Training the 9-Technique vs. Pass

May 17, 2014 | Defending Pass Game, Position Groups, Linebackers

By Mike Kuchar

Senior Research Manager

X&O Labs

Researchers' Note: You can access the raw data of this report - in the form of graphs - by clicking here to read: 9-Technique Statistical Analysis Report.

As a follow up to last week’s report on training your 9-techinque to play the run game (click here to read the report), this week’s research will center on how that 9-technique player could play the pass game.  Again, it’s important to clarify that a 9-technique is any player on the outside tip of the tight end, or third player in a three man surface.  For the purpose of this report, we’ll focus on the outside linebacker type in an even (Diagram 1) or odd (Diagram 2) front.

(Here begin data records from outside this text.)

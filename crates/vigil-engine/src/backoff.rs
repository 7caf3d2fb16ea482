//! Reconnect backoff
//!
//! Exponential: `initial * 2^(failures-1)`, capped at `max`. A session that
//! reached `Connected` resets the sequence.

use std::time::Duration;

use vigil_store::config::BackoffConfig;

#[derive(Debug, Clone)]
pub struct Backoff {
    initial: Duration,
    max: Duration,
    failures: u32,
}

impl Backoff {
    pub fn new(initial: Duration, max: Duration) -> Self {
        Self {
            initial,
            max: max.max(initial),
            failures: 0,
        }
    }

    pub fn from_config(config: &BackoffConfig) -> Self {
        Self::new(
            Duration::from_millis(config.initial_ms),
            Duration::from_millis(config.max_ms),
        )
    }

    /// Delay before the next attempt; counts one more consecutive failure.
    pub fn next_delay(&mut self) -> Duration {
        self.failures = self.failures.saturating_add(1);
        let multiplier = 2u32.saturating_pow(self.failures - 1);
        self.initial.saturating_mul(multiplier).min(self.max)
    }

    pub fn reset(&mut self) {
        self.failures = 0;
    }

    pub fn failures(&self) -> u32 {
        self.failures
    }
}
//! Snapshot change-set computation.
//!
//! ## Entry point
//!
//! ```ignore
//! use vigil_core::diff::compute_change_set;
//!
//! let change_set = compute_change_set(Some(&previous), &current)?;
//! let summary = vigil_core::diff::render_human_summary(&change_set);
//! ```
//!
//! ## Guarantees
//!
//! - **Purity**: the same two snapshots always produce the same change set.
//! - **Ordering**: entries follow current-snapshot order; removals follow
//!   previous-snapshot order.
//! - **Baseline**: with no previous snapshot nothing counts as a change.

pub mod engine;
pub mod human_summary;
pub mod model;

pub use engine::compute_change_set;
pub use human_summary::render_human_summary;
pub use model::{ChangeSet, InstanceChange, InstanceChangeKind, StatusChange};
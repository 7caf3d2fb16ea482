//! Content digest of raw snapshot bytes

use sha2::{Digest, Sha256};

/// SHA-256 of the raw document, hex encoded.
///
/// Two reads with the same digest are the same logical write.
pub fn content_digest(bytes: &[u8]) -> String {
    let mut hasher = Sha256::new();
    hasher.update(bytes);
    hex::encode(hasher.finalize())
}
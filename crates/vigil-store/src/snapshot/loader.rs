//! Snapshot loading and conversion into the domain model.

use std::path::{Path, PathBuf};
use std::time::Instant;

use chrono::{TimeZone, Utc};
use serde_json::Value;
use vigil_core::errors::{SnapshotError, VgError};
use vigil_core::model::{Facility, Instance, Snapshot};
use vigil_core::{log_op_end, log_op_error, log_op_start};

use super::digest::content_digest;
use super::format_v1::{
    derive_from_instances, status_from_code, DocumentV1, FacilityV1, Flag, SUPPORTED_FORMAT_VERSION,
};
use crate::errors::{snapshot_read_error, Result};

const OP_LOAD: &str = "load_snapshot";

/// Re-readable handle on the snapshot document at a fixed location
#[derive(Debug, Clone)]
pub struct SnapshotStore {
    path: PathBuf,
}

impl SnapshotStore {
    pub fn new(path: impl Into<PathBuf>) -> Self {
        Self { path: path.into() }
    }

    pub fn path(&self) -> &Path {
        &self.path
    }

    /// Read, parse and validate the document.
    ///
    /// # Errors
    ///
    /// - `SnapshotLoad`: unreadable file, malformed JSON, unknown status code
    /// - `UnsupportedFormat`: `format_version` other than 1
    /// - `InvalidSnapshot`: no facilities, empty ids, duplicate ids
    pub async fn load(&self) -> Result<Snapshot> {
        let started = Instant::now();
        log_op_start!(OP_LOAD, path = %self.path.display());

        let result = match tokio::fs::read(&self.path).await {
            Ok(bytes) => self.parse(&bytes),
            Err(err) => Err(snapshot_read_error(&self.path, err)),
        };

        let duration_ms = started.elapsed().as_millis() as u64;
        match &result {
            Ok(snapshot) => log_op_end!(
                OP_LOAD,
                duration_ms = duration_ms,
                facility_count = snapshot.facilities().len() as u64
            ),
            Err(err) => log_op_error!(OP_LOAD, err.clone(), duration_ms = duration_ms),
        }
        result
    }

    fn parse(&self, bytes: &[u8]) -> Result<Snapshot> {
        parse_snapshot_bytes(bytes).map_err(|e| {
            VgError::from(e)
                .with_op(OP_LOAD)
                .with_path(self.path.display().to_string())
        })
    }
}

/// Blocking one-shot load, for command-line tooling
pub fn load_snapshot_file(path: &Path) -> Result<Snapshot> {
    let bytes = std::fs::read(path).map_err(|e| snapshot_read_error(path, e))?;
    parse_snapshot_bytes(&bytes).map_err(|e| {
        VgError::from(e)
            .with_op(OP_LOAD)
            .with_path(path.display().to_string())
    })
}

/// Parse raw document bytes into a validated snapshot carrying their digest.
pub fn parse_snapshot_bytes(bytes: &[u8]) -> std::result::Result<Snapshot, SnapshotError> {
    let raw: Value = serde_json::from_slice(bytes)?;

    let obj = raw.as_object().ok_or_else(|| SnapshotError::Malformed {
        message: "document root must be an object".to_string(),
    })?;

    if let Some(version) = obj.get("format_version") {
        let version = version.as_u64().ok_or_else(|| SnapshotError::Malformed {
            message: format!("`format_version` must be an unsigned integer, got: {version}"),
        })?;
        if version != SUPPORTED_FORMAT_VERSION {
            return Err(SnapshotError::UnsupportedFormat {
                version,
                expected: SUPPORTED_FORMAT_VERSION,
            });
        }
    }

    let document: DocumentV1 = serde_json::from_value(raw)?;

    let generated_at = Utc
        .timestamp_opt(document.ts, 0)
        .single()
        .ok_or_else(|| SnapshotError::Malformed {
            message: format!("`ts` is out of range: {}", document.ts),
        })?;

    let facilities = document
        .facilities
        .into_iter()
        .map(convert_facility)
        .collect::<std::result::Result<Vec<_>, _>>()?;

    let snapshot = Snapshot::new(generated_at, facilities)
        .with_refresh_interval_secs(document.refresh_interval)
        .with_digest(content_digest(bytes));
    snapshot.validate()?;
    Ok(snapshot)
}

fn convert_facility(raw: FacilityV1) -> std::result::Result<Facility, SnapshotError> {
    let context = format!("facility '{}'", raw.name);

    let mut instances = Vec::new();
    let mut instance_states = Vec::new();
    for inst in raw.instances.unwrap_or_default() {
        let (status, dns) =
            status_from_code(inst.status, &format!("instance '{}' of {}", inst.id, context))?;
        instance_states.push((status, dns));

        let mut instance = Instance::new(inst.id, status);
        instance.detail = inst.detail;
        instance.port = inst.port;
        instances.push(instance);
    }

    let (status, mut dns_issue) = match raw.status {
        Some(code) => status_from_code(code, &context)?,
        None => derive_from_instances(&instance_states),
    };

    if let (Some(expected), Some(resolved)) = (&raw.expected_ip, &raw.dns_ip) {
        if expected != resolved {
            dns_issue = true;
        }
    }

    let display_name = raw
        .desc
        .filter(|d| !d.trim().is_empty())
        .unwrap_or_else(|| raw.name.clone());

    let mut facility = Facility::new(raw.name, status)
        .with_display_name(display_name)
        .with_dns_issue(dns_issue)
        .with_hidden(Flag::is_set(raw.hidden));
    facility.instances = instances;
    Ok(facility)
}

#[cfg(test)]
mod tests {
    use super::*;
    use vigil_core::model::FacilityStatus;

    #[test]
    fn test_parse_minimal_document() {
        let snapshot =
            parse_snapshot_bytes(br#"{"ts": 1700000000, "facilities": [{"name": "web", "status": 1}]}"#)
                .unwrap();
        assert_eq!(snapshot.facilities().len(), 1);
        assert_eq!(snapshot.facilities()[0].status, FacilityStatus::Up);
        assert_eq!(snapshot.facilities()[0].display_name, "web");
        assert_eq!(snapshot.refresh_interval_secs(), 900);
        assert_eq!(snapshot.generated_at().timestamp(), 1_700_000_000);
        assert!(snapshot.digest().is_some());
    }

    #[test]
    fn test_facility_without_status_or_instances_is_unknown() {
        let snapshot = parse_snapshot_bytes(br#"{"facilities": [{"name": "web"}]}"#).unwrap();
        assert_eq!(snapshot.facilities()[0].status, FacilityStatus::Unknown);
    }

    #[test]
    fn test_ip_mismatch_flags_dns_issue() {
        let snapshot = parse_snapshot_bytes(
            br#"{"facilities": [{"name": "web", "status": 1, "expected_ip": "192.0.2.1", "dns_ip": "192.0.2.9"}]}"#,
        )
        .unwrap();
        assert!(snapshot.facilities()[0].dns_issue);
        assert_eq!(snapshot.facilities()[0].status, FacilityStatus::Up);
    }

    #[test]
    fn test_non_object_root_is_malformed() {
        assert!(matches!(
            parse_snapshot_bytes(b"[1, 2]"),
            Err(SnapshotError::Malformed { .. })
        ));
    }
}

As we detailed in the last report, playing the 9-techinque position is so vital defensively because you must have the speed to rush the passer while having the strength to handle the D gap in the run game.  Combine this with the athleticism required to play zone coverage with the needed speed to play man coverage and you see how important it is to have a player with all these skills.  We wanted to know which kind of player coaches look for when evaluating the 9-techinque defender, so we asked.  We came up with the following results below.  In no particular order:

Qualities of a 9-Technique Defender (Based on Coaches’ Responses) 



  • "I used to be a believer in the bigger DL type body to play end, but over the past years, we have had more success with the faster OLB type." - Kurt Gielink
  • "Our most successful 9-tech were 6-3 to 6-4 basketball swing player type bodies." - Keith Albers
  • "Like any other defensive position the best eagle defenders we have understand how to read blocks. They have to either squeeze a down block, fight a reach block, or see high hat from tackle and get to the flats in our cover 3." - Anonymous Feedback
  • "Fearlessness, usually your best athlete. Someone who is big enough to take on a tight end or even a tackle, but also someone who can drop in coverage, keep contain, and occasionally play man coverage." - Gary Alleva
  • "Too strong for backs to block & too quick for OTs to block. Could out leverage TEs"- Tony Demeo
  • "We like for this player to be physical and quick. He should never get reached and must be able to react flat down the LOS on any down block from the TE. We like for him to be a great speed rusher because his distance from the OT makes that player's pass protection difficult vs. speed."- Rick Wimmer
  • "Relatively long and tall kids. Maybe a bit slow to play OLB consistently but better feet than typical defensive linemen." - John Talley
  • "Our Sam LB is a player most often in a nine technique. We would prefer not to substitute personnel and our Sam also has to play an Apex technique when #2 is removed. Because of this our Sam is usually a bigger safety who has the ability to play in space. Since he is a bigger safety he usually is smaller than the TE and because of this we play him wider when he has to align in a nine technique. The best Sam that I have coached in my four years as a defensive coordinator was about 6'3 215 and former high school safety." - Scott Sperone
  • "We would like a kid that is athletic and can run, but it’s also important that they can use their hands and understand leverage. We won't sacrifice technique for athleticism though. At our level (high school) it’s more important to squeeze and wrong arm than it is to pass rush." - Anonymous Feedback
  • "Our 9-tech player was more like our weak side LB. While most of the time he was a rush end, we did use him for Zone and even Man coverage’s (Man coverage on TE). We felt someone similar to that of the Will LB could handle any of the calls/coverage’s we would use from this technique and wouldn't have to switch him out or be out of position if we had to change our call at the LOS." - Daryl Taaffe

When we started our research, we were under the assumption that the 9-technique defender (if not a defensive lineman) was mainly a pass defender and not a rusher, particularly in odd front defenses.  So, we weren’t that surprised when we got the results of our tally below.

The results between pass defenders and rush defenders in the odd front were pretty much even, mainly because those defenders are usually linebackers in nature.  But when we polled our coaches that run the even defense we’ve found those 9-techique defenders in the Under defense are pass-rushers first, and coverage players second.

So, because our results were split between being pass defenders and pass rushers, in order to accommodate the needs of both defensive structures, we’ll explain both scenarios of the 9-technique being a coverage player as well as a rusher below.  Since the majority of 9-techniques are pass rushers, we’ll start there.

Case 1: Using the 9-Technique as a Rush/Contain Player

Through our research, we’ve found that the 9-technique outside linebacker is rarely a pass rusher unless in pressure situations.  In most of these situations, coaches will play some form or three deep pressure behind it by dropping a safety (Diagram 3).